- EXERCISE INSTRUCTIONS
From the listing below, pick out each line with the word "GitHubClient".

- EXTRACTED RECORDS

Content starts

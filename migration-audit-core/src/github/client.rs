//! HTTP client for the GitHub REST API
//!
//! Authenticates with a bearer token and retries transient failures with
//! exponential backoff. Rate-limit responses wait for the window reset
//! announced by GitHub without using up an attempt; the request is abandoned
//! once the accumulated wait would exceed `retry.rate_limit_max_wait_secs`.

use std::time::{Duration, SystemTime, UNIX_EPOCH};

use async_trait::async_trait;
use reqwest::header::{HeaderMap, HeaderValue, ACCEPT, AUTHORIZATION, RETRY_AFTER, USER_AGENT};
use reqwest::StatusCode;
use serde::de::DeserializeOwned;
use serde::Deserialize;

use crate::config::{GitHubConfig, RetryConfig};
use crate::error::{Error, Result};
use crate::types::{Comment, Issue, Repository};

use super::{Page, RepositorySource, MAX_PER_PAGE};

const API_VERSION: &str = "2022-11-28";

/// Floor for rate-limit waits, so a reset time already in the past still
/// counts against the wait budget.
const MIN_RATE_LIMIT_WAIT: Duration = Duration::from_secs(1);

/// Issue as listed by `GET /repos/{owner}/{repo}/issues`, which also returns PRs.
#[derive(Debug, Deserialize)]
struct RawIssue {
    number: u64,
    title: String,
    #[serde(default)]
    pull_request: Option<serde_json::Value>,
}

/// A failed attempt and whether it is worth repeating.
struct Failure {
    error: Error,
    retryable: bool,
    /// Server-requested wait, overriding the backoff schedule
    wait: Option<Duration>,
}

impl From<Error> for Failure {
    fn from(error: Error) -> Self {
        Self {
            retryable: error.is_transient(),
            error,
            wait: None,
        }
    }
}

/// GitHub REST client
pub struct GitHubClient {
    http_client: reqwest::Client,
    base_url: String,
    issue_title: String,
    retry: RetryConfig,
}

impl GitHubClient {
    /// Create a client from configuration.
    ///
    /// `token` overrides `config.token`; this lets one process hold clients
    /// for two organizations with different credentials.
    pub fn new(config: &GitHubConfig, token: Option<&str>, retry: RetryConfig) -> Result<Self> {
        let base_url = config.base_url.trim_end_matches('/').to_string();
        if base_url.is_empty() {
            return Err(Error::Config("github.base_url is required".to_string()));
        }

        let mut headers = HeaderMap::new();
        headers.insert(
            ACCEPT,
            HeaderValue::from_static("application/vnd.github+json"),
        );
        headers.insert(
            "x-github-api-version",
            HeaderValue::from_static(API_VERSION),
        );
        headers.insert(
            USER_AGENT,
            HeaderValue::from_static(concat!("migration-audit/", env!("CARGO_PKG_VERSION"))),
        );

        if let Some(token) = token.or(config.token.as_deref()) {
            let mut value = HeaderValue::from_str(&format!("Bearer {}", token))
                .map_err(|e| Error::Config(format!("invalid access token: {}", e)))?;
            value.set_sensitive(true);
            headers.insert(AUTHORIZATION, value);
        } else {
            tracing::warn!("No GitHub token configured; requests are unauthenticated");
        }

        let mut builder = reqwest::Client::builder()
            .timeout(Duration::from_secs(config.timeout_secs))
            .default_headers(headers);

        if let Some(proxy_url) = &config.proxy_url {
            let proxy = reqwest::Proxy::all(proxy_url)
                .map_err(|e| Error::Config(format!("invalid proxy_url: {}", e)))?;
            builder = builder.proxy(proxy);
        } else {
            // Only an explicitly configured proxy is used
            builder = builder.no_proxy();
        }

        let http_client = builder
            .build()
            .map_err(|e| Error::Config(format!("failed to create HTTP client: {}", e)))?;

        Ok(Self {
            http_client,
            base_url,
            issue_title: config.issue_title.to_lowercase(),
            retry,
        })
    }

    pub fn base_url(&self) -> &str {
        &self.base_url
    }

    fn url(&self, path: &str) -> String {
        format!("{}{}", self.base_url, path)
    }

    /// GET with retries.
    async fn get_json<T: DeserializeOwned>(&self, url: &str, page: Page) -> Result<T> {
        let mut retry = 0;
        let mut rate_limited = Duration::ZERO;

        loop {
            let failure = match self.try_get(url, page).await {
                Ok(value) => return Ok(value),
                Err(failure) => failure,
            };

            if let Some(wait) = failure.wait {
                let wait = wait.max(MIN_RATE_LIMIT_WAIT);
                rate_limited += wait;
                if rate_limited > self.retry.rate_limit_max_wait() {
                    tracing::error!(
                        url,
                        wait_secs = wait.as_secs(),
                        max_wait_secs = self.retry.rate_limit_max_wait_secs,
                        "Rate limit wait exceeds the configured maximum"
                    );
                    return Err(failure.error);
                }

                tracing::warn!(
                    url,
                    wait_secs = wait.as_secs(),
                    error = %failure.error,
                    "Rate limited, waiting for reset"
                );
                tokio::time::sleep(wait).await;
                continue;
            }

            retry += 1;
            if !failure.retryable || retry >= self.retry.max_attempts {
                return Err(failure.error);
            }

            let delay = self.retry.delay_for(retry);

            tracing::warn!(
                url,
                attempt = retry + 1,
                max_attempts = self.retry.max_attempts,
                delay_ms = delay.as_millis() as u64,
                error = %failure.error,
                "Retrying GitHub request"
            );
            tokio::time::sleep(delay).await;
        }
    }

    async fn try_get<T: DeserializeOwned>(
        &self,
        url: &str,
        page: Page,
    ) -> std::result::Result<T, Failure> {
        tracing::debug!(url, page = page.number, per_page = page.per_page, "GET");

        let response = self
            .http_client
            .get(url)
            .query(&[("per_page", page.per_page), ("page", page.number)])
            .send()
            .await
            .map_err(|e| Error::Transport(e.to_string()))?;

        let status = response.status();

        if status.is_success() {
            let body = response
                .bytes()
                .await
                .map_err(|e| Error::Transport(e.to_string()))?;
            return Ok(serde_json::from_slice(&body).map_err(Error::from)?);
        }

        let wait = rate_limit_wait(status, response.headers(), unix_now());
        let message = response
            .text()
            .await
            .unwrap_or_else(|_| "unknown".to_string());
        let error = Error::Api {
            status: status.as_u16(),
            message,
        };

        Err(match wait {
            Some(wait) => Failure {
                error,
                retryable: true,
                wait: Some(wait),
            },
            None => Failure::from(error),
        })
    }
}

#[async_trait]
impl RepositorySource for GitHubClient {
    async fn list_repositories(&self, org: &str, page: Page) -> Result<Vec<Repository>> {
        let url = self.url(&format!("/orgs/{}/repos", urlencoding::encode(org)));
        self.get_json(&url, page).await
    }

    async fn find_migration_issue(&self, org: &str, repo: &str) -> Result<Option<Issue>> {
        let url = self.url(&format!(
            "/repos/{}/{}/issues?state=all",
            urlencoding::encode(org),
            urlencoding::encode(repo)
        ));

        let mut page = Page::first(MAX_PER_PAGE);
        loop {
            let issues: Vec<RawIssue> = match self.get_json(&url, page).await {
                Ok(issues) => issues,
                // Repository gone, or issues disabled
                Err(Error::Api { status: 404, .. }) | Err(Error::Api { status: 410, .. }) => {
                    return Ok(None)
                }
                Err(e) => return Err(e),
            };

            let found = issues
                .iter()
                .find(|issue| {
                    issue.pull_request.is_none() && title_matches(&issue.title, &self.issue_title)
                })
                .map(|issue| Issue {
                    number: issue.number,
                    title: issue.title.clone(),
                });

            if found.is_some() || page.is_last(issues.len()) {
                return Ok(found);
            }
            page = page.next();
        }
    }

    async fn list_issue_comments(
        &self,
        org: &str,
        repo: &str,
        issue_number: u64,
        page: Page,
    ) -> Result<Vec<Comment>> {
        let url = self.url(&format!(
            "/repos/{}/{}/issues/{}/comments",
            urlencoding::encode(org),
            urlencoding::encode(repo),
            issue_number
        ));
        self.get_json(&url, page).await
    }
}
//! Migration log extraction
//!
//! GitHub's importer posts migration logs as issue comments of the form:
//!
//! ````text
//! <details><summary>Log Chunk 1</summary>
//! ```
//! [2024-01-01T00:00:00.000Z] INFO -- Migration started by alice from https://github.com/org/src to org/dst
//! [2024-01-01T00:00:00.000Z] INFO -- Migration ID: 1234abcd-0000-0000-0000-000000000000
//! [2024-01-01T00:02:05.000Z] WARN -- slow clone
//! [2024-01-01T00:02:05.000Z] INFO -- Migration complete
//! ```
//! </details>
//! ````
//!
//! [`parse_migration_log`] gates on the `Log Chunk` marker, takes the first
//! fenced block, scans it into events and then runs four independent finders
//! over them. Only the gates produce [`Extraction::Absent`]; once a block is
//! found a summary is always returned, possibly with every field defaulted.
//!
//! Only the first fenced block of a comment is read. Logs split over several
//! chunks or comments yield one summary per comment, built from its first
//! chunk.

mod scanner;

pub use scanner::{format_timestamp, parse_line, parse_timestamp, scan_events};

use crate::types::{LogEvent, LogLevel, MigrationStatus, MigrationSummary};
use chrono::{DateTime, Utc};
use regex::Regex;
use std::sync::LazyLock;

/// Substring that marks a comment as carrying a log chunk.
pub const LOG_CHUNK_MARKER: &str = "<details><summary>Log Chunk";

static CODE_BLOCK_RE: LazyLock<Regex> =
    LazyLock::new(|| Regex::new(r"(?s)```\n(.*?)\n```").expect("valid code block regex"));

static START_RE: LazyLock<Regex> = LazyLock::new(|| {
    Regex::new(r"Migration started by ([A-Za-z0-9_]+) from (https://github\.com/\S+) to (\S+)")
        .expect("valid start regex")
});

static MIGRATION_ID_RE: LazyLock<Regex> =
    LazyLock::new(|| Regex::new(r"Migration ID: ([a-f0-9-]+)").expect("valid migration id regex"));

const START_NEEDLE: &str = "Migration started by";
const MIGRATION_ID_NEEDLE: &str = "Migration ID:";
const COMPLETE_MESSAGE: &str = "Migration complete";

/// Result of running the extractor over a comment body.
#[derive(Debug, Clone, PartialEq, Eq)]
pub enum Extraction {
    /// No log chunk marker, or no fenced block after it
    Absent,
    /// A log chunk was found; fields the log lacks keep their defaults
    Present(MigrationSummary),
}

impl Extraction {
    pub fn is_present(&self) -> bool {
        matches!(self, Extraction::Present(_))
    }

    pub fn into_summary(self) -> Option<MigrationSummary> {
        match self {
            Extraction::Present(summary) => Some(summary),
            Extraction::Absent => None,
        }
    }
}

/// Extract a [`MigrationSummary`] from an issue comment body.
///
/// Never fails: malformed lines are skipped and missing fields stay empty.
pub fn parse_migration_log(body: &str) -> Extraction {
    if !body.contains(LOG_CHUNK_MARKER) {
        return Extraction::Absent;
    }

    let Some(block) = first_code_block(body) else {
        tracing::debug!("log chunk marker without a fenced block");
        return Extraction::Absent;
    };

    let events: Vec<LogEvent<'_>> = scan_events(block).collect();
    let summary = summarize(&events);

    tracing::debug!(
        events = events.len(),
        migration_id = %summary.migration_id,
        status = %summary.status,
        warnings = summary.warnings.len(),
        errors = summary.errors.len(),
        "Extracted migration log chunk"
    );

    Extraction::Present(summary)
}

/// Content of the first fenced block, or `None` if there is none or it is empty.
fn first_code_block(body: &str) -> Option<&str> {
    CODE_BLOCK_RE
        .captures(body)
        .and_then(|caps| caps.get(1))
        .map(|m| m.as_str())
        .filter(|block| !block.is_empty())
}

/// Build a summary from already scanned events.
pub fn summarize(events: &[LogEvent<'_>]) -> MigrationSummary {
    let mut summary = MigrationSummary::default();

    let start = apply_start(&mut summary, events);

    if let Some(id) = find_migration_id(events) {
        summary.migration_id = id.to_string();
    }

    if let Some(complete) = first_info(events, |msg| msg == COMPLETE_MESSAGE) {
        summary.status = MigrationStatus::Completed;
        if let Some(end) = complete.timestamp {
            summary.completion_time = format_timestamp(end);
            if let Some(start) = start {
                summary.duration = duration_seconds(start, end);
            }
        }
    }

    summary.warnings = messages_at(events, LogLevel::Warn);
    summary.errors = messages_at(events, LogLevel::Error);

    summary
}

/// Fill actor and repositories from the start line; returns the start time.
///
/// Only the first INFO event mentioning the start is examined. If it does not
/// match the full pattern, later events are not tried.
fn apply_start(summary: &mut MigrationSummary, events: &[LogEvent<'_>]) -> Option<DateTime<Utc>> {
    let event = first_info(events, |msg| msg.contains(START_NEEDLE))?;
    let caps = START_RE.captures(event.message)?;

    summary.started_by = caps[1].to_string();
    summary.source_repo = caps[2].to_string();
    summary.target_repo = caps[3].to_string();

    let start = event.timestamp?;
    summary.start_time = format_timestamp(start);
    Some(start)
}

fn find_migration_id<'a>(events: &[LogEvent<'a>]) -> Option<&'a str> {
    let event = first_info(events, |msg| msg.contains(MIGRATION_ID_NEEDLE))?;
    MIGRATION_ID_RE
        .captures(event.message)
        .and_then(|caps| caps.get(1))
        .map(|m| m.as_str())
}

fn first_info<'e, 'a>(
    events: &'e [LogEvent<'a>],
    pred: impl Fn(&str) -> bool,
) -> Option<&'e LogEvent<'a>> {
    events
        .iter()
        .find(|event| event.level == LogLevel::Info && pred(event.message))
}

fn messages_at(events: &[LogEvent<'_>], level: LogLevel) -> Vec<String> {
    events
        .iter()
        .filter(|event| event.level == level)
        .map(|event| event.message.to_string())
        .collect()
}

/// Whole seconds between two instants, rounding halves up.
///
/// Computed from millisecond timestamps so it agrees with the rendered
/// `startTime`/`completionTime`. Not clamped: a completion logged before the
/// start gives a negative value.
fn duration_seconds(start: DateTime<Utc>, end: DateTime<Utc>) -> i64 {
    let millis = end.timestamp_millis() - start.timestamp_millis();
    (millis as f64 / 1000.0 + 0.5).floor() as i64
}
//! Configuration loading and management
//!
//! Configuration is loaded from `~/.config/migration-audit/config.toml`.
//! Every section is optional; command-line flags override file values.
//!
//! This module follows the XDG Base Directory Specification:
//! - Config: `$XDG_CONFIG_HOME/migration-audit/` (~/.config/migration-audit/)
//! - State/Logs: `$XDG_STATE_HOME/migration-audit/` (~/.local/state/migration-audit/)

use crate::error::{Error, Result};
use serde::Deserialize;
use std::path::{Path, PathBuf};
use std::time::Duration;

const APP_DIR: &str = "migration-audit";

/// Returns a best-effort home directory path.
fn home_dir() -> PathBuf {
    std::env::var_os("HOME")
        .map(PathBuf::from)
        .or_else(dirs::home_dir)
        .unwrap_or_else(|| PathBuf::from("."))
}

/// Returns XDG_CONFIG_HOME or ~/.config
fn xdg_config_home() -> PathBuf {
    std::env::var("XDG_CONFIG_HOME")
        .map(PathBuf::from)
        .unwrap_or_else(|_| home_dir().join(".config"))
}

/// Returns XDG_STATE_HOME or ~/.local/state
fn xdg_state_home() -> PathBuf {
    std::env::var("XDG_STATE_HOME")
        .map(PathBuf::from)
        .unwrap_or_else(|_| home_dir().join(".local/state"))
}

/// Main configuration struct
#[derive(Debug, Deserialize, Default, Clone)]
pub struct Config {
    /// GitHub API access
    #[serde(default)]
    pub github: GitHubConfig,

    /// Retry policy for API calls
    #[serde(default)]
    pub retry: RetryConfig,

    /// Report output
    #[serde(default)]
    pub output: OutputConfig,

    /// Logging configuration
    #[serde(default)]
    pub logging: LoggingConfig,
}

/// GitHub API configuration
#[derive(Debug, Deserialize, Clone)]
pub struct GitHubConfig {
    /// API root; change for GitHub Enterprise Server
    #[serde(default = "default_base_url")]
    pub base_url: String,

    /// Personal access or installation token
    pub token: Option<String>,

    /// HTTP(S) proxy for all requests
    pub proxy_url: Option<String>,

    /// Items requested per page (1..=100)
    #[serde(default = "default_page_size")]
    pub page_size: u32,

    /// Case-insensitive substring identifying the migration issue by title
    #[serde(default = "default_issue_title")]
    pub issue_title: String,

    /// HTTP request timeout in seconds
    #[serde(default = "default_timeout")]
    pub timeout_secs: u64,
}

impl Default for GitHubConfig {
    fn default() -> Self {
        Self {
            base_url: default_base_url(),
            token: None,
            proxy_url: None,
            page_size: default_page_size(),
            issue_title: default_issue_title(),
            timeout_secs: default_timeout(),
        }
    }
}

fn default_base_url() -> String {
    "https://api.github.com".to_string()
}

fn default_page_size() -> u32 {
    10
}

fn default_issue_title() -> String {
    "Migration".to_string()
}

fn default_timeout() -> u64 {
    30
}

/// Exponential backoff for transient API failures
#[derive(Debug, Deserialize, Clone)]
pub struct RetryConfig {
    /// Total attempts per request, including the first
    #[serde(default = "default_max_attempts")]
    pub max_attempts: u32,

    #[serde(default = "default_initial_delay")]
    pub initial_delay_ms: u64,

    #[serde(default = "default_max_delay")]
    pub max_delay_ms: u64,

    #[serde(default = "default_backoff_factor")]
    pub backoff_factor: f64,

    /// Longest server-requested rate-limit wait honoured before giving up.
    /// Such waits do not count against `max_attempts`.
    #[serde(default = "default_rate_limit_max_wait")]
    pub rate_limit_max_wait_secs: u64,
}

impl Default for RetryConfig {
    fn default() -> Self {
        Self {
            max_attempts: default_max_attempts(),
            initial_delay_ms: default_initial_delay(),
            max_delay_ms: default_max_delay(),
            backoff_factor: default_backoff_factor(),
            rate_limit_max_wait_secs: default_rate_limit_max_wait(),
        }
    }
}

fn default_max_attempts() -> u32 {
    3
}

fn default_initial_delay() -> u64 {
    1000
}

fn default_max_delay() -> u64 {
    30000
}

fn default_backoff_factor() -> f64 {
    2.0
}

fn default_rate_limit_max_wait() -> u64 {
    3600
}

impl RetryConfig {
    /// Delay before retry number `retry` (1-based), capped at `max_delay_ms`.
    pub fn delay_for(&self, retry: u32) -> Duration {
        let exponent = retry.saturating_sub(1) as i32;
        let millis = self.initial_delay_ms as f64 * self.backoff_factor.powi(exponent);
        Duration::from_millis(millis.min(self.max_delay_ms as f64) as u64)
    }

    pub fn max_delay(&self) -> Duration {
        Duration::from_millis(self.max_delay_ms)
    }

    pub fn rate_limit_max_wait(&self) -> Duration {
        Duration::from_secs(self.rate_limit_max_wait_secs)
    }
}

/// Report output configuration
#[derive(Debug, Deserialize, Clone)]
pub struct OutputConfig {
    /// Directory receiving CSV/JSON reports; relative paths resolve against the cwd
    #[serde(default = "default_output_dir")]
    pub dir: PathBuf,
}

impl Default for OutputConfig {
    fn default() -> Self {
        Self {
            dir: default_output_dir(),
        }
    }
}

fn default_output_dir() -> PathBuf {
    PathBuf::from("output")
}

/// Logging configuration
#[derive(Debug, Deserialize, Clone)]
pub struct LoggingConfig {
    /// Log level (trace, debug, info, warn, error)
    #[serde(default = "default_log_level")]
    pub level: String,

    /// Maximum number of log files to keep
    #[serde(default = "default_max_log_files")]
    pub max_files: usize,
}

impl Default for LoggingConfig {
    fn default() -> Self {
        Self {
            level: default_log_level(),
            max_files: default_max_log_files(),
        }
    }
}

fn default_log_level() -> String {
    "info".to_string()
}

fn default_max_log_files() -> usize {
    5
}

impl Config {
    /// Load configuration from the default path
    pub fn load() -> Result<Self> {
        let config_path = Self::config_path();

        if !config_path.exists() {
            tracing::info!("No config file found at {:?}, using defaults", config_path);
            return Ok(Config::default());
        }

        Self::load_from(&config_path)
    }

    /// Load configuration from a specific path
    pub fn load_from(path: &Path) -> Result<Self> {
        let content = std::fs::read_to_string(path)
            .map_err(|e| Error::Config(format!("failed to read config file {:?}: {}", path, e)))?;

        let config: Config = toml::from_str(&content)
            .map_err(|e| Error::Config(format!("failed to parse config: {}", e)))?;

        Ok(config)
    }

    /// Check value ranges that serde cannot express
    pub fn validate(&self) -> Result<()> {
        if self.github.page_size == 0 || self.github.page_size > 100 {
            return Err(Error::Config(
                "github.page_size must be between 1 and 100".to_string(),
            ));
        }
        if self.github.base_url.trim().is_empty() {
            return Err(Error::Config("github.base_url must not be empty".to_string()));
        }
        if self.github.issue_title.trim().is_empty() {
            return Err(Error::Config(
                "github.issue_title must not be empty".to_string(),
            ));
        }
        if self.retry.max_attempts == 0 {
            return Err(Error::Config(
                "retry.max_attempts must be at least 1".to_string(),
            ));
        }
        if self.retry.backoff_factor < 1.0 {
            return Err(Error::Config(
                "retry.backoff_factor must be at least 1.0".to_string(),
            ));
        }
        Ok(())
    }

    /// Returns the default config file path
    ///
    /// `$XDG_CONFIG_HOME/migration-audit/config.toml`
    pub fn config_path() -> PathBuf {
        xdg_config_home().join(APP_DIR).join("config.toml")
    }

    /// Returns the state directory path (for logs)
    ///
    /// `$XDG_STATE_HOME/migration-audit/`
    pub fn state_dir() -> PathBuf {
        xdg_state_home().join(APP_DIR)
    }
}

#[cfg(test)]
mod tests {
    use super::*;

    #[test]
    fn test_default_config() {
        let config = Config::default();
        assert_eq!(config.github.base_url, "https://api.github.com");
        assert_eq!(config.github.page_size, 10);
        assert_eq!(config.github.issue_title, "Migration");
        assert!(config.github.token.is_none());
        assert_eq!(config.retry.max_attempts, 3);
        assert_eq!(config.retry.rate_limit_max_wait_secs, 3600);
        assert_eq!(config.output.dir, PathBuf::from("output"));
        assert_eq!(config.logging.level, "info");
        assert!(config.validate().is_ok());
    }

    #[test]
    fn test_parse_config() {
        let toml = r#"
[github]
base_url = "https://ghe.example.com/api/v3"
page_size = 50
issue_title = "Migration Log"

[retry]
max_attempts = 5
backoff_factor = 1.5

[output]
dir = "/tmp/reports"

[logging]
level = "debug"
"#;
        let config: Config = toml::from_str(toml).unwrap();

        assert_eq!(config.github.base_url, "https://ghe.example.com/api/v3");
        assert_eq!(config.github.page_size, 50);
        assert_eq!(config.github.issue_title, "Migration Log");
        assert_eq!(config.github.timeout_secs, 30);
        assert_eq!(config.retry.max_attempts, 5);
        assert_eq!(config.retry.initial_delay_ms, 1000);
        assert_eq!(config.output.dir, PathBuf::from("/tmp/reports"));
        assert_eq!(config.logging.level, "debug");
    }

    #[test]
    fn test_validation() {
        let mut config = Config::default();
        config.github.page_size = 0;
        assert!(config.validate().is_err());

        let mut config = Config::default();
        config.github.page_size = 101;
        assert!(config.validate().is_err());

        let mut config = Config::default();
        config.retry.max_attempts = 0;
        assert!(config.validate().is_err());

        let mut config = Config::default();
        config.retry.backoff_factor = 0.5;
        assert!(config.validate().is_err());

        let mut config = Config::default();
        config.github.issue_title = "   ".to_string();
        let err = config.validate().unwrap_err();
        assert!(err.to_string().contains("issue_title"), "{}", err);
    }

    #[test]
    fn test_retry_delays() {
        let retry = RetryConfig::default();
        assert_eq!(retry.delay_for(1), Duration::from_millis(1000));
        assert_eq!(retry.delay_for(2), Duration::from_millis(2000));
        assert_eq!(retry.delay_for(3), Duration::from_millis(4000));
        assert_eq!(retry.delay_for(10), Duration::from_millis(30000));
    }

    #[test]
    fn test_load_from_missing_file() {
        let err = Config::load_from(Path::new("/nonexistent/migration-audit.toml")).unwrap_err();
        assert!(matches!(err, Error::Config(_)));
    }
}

Content ends

- OUTPUT BELOW
pub struct GitHubClient {
impl GitHubClient {
impl RepositorySource for GitHubClient {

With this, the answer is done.